Due to a lack of private equity finance, 2009 saw a dip in activity not seen since dotcom crash, reported The Guardian last month. It followed a recent PricewaterhouseCoopers report that revealed only 29 media deals were struck in the UK last year, a 36% year-on-year fall compared with 2008, with a value of €2.7bn (£2.39bn). What does this mean for media business owners?
The market should significantly pick up this year, but we will not see the same explosive growth as in 2006 and 2007 - after all, we are facing the lowest number of media deals since 2002. We will not see a fast rebound in acquisitions this year.Yet, there is some evidence that the market is improving - since two deals were announced this month. And, after all - who can ignore the Cadbury deal!Chime recently acquired Pelham PR, and Tree (a data company), although an indicative valuation on Pelham is 5.5x - which is not quite the heady valuations that vendors were used to, a couple of years ago.Additionally, Cagney sold CST to media square for £430k, further showing that values are nowhere near as high as those of 2007.
So if valuations remain on this low level, those considering the sale of their business might consider a different deal structure that rewards for future growth.
For those who do not want to sell right now, it's vital to start thinking about preparing the business for the long-term and grooming it for the future, so that when valuations improve, the business is in great shape to sell.
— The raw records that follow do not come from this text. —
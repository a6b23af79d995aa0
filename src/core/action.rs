//! # Actions
//!
//! Everything that can happen in the shell becomes an `Action`.
//! User presses Enter on a tool? That's `Action::OpenSelected`.
//! The orchestrator navigates? That's `Action::Navigate(route)`.
//!
//! The `update()` function applies an action to the state and returns an
//! `Effect` for the event loop to carry out. No I/O here.
//!
//! ```text
//! State + Action  →  update()  →  New State + Effect
//! ```

use log::debug;

use crate::core::state::App;
use crate::modules::{ActiveModule, LoadStatus};
use crate::navigation::Route;

#[derive(Debug, Clone, PartialEq, Eq)]
pub enum Action {
    SelectNext,
    SelectPrevious,
    OpenSelected,
    OpenFeature(String),
    Back,
    /// Navigation sink: show `route`.
    Navigate(Route),
    /// Navigation sink: show home and clear the back stack.
    NavigateHome,
    StatusChanged(LoadStatus),
    ActiveModuleChanged(Option<ActiveModule>),
    Quit,
}

/// Side effect requested by `update()`.
#[derive(Debug, Clone, PartialEq, Eq)]
pub enum Effect {
    None,
    /// Hand the feature to the orchestrator.
    RequestFeature(String),
    /// Release the feature's module in the background.
    ReleaseFeature(String),
    Quit,
}

pub fn update(app: &mut App, action: Action) -> Effect {
    debug!("update: {:?}", action);
    match action {
        Action::SelectNext => {
            if app.on_home() && !app.features.is_empty() {
                app.selected = (app.selected + 1) % app.features.len();
            }
            Effect::None
        }
        Action::SelectPrevious => {
            if app.on_home() && !app.features.is_empty() {
                app.selected = app
                    .selected
                    .checked_sub(1)
                    .unwrap_or(app.features.len() - 1);
            }
            Effect::None
        }
        Action::OpenSelected => {
            let feature = app
                .selected_feature()
                .filter(|_| app.on_home())
                .map(str::to_string);
            match feature {
                Some(feature) => update(app, Action::OpenFeature(feature)),
                None => Effect::None,
            }
        }
        Action::OpenFeature(feature) => {
            if let Some(pending) = &app.pending_feature {
                app.status_message = format!("Still opening {pending}...");
                return Effect::None;
            }
            app.status_message = format!("Opening {feature}...");
            app.pending_feature = Some(feature.clone());
            Effect::RequestFeature(feature)
        }
        Action::Back => match app.screen.clone() {
            Route::Feature(feature) => {
                app.screen = app.history.pop().unwrap_or(Route::Home);
                app.status_message = format!("Closed {feature}");
                Effect::ReleaseFeature(feature)
            }
            Route::Home => Effect::Quit,
        },
        Action::Navigate(route) => {
            if let Route::Feature(feature) = &route {
                app.status_message = format!("{feature} ready");
            }
            app.pending_feature = None;
            if app.screen != route {
                let previous = std::mem::replace(&mut app.screen, route);
                app.history.push(previous);
            }
            Effect::None
        }
        Action::NavigateHome => {
            if let Some(feature) = app.pending_feature.take() {
                app.status_message = format!("Could not open {feature}");
            }
            app.screen = Route::Home;
            app.history.clear();
            Effect::None
        }
        Action::StatusChanged(status) => {
            app.load_status = status;
            Effect::None
        }
        Action::ActiveModuleChanged(module) => {
            app.active_module = module;
            Effect::None
        }
        Action::Quit => Effect::Quit,
    }
}
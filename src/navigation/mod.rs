//! # Navigation
//!
//! Turns "the user asked for feature X" into exactly one navigation
//! outcome: the feature's screen once its module is loaded, or the home
//! screen when that cannot happen.
//!
//! ```text
//! handle_feature_request(feature)
//!   ├─ unmapped                      ──▶ home
//!   ├─ module active && Success      ──▶ feature screen
//!   └─ otherwise ── load (≤ N attempts) ─┬─ Success ──▶ feature screen
//!                                        └─ gave up ──▶ home
//! ```
//!
//! Navigation itself is delegated to a [`Navigator`]; this module never
//! knows which UI is on the other side.

mod app_navigation;
mod route;

pub use app_navigation::{AppNavigation, RequestOutcome, RetryPolicy};
pub use route::{FEATURE_ROUTE_PREFIX, HOME_ROUTE, Route};

/// Sink for navigation commands issued by [`AppNavigation`].
///
/// Calls are made while the orchestrator holds its navigation gate, so an
/// implementation must not call back into the `AppNavigation` that owns it.
pub trait Navigator: Send + Sync {
    /// Show the destination named by `route`.
    fn navigate_to(&self, route: &str);

    /// Show the home screen and drop the back stack.
    fn navigate_home_clearing_history(&self);
}
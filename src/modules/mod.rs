//! # Feature Modules
//!
//! Logical feature units and the coordinator that activates them one at a
//! time. A module here is an activation flag over a group of features, not
//! dynamically loaded code.
//!
//! - [`types`]: `LoadStatus`, `ActiveModule`, `ModuleError`
//! - [`registry`]: the `FeatureModule` trait and the identifier → module table
//! - [`manager`]: `ModuleManager`, the load/unload coordinator
//! - [`product_tools`]: "Module01", the OCR/PDF/Word tools bundle

pub mod manager;
pub mod product_tools;
pub mod registry;
pub mod types;

pub use manager::{DEFAULT_HOOK_TIMEOUT, ModuleManager};
pub use product_tools::{ProductTools, Tool};
pub use registry::{FeatureModule, ModuleRegistry, PlaceholderModule};
pub use types::{ActiveModule, LoadStatus, ModuleError};
use clap::Parser;
use edumilestone::core::config::{self, CliOverrides};
use edumilestone::tui;
use simplelog::{ConfigBuilder, LevelFilter, WriteLogger};
use std::fs::File;
use std::path::PathBuf;

#[derive(Parser)]
#[command(name = "edumilestone", about = "Modular education tools shell")]
struct Args {
    /// Config file to read instead of ~/.edumilestone/config.toml
    #[arg(short, long)]
    config: Option<PathBuf>,

    /// Minimum level written to the log file
    #[arg(long, default_value_t = LevelFilter::Debug)]
    log_level: LevelFilter,

    /// Log file path
    #[arg(long, default_value = "edumilestone.log")]
    log_file: PathBuf,

    /// Attempts per feature request before returning home
    #[arg(long)]
    max_attempts: Option<u32>,
}

#[tokio::main]
async fn main() -> std::io::Result<()> {
    let args = Args::parse();
    dotenv::dotenv().ok();

    let log_config = ConfigBuilder::new()
        .set_time_format_rfc3339()
        .build();

    if let Ok(log_file) = File::create(&args.log_file) {
        let _ = WriteLogger::init(args.log_level, log_config, log_file);
    }

    let loaded = match &args.config {
        Some(path) => config::load_config_from(path),
        None => config::load_config(),
    };
    let app_config = match loaded {
        Ok(app_config) => app_config,
        Err(e) => {
            log::warn!("Falling back to default config: {e}");
            Default::default()
        }
    };

    let resolved = config::resolve(
        &app_config,
        CliOverrides {
            max_attempts: args.max_attempts,
        },
    );
    log::info!(
        "EduMilestone starting up: {} feature(s), {:?}",
        resolved.mapping.len(),
        resolved.retry
    );

    tui::run(resolved)
}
This means that you will benefit from higher valuations when buyers come back to the market.
The businesses which were sold out of the last recession were some of the few that were in good enough shape to buy.
However, exceptional assets will always sell. These are the ones with strong growth, over a million in EBITDA, coupled with an outstanding management team, a strong client list, and excellent margins as will Digital assets.